START PROVIDED DATA

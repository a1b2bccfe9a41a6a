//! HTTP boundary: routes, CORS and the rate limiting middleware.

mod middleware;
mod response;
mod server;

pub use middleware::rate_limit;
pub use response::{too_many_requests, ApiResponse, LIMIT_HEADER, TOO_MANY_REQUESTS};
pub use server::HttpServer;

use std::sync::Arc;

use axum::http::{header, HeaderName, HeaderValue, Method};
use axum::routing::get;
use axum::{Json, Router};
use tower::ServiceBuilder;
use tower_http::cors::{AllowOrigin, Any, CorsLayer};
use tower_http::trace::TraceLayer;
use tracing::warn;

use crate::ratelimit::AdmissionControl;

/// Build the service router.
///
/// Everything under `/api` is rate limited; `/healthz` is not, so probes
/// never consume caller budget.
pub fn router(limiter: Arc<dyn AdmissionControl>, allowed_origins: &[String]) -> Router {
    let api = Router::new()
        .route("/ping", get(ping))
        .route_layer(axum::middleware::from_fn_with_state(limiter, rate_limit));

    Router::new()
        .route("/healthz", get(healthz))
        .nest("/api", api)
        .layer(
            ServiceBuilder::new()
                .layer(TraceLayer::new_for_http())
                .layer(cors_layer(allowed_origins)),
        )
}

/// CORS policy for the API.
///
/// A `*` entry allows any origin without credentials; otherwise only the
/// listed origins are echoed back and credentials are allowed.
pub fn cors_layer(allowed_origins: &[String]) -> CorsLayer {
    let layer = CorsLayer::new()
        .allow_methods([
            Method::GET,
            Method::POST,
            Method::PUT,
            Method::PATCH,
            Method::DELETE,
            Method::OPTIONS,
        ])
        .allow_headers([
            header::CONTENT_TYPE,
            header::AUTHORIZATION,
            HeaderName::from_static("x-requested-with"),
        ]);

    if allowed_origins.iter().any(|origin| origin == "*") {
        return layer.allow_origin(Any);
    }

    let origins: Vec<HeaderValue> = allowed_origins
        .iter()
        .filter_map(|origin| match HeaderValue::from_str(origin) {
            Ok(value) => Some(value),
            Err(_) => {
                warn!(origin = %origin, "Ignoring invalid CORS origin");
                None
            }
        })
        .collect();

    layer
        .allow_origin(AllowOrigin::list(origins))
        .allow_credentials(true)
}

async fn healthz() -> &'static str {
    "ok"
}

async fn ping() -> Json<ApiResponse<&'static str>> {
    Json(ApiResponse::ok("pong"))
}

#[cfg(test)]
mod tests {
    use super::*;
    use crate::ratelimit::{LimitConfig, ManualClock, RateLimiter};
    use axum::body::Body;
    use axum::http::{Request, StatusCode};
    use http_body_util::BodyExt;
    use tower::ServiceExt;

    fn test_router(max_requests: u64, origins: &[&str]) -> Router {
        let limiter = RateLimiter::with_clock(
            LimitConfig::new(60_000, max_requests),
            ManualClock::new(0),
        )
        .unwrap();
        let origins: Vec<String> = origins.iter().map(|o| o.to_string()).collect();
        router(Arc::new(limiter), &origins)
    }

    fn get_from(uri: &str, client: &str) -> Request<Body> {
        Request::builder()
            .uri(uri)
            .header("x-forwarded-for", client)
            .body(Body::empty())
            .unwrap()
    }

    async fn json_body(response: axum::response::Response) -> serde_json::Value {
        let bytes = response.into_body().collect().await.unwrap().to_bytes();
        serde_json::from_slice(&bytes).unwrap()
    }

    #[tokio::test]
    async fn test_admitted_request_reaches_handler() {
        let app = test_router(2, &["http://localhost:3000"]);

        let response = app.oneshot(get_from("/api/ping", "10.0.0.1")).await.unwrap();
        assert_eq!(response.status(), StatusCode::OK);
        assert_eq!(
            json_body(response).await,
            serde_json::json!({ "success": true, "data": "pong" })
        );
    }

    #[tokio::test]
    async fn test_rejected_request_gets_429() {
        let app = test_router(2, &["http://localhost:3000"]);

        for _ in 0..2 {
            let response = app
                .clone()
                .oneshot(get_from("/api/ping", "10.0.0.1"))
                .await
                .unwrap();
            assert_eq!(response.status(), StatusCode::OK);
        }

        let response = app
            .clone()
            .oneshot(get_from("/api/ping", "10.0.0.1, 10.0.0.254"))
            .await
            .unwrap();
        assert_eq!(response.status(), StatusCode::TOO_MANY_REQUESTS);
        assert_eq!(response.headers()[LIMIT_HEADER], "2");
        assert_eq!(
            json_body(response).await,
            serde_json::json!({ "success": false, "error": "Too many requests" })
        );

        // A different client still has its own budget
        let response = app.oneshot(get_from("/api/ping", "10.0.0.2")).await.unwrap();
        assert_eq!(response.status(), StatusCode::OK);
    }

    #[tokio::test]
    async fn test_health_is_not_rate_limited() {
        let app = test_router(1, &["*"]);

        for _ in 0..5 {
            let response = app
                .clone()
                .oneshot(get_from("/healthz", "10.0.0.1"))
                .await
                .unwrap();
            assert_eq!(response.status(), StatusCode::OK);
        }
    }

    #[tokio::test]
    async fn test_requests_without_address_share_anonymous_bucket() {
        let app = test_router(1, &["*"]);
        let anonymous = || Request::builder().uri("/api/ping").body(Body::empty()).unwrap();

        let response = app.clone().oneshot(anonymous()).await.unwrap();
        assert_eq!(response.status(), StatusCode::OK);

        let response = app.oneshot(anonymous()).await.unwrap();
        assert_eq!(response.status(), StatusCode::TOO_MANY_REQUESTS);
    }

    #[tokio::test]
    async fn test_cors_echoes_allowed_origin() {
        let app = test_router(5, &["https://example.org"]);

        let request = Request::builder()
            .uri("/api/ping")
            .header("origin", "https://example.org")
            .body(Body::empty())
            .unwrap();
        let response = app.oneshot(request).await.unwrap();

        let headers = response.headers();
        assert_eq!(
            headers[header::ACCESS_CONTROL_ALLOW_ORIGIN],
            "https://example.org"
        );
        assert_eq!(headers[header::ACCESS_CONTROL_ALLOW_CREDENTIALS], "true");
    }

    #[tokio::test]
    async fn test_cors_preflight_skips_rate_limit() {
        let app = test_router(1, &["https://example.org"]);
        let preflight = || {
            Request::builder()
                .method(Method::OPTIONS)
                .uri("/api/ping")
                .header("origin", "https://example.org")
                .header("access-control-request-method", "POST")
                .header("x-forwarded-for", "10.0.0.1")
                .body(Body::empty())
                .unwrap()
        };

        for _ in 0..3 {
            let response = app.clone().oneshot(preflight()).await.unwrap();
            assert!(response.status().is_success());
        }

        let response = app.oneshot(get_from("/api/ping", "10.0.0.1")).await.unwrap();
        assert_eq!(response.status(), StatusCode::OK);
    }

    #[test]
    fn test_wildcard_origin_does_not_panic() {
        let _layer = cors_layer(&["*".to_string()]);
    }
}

END PROVIDED DATA

ABOUT THIS EXERCISE.
Please return every line of the records that contains the word "client".

SOLUTION.
    fn get_from(uri: &str, client: &str) -> Request<Body> {
            .header("x-forwarded-for", client)
        // A different client still has its own budget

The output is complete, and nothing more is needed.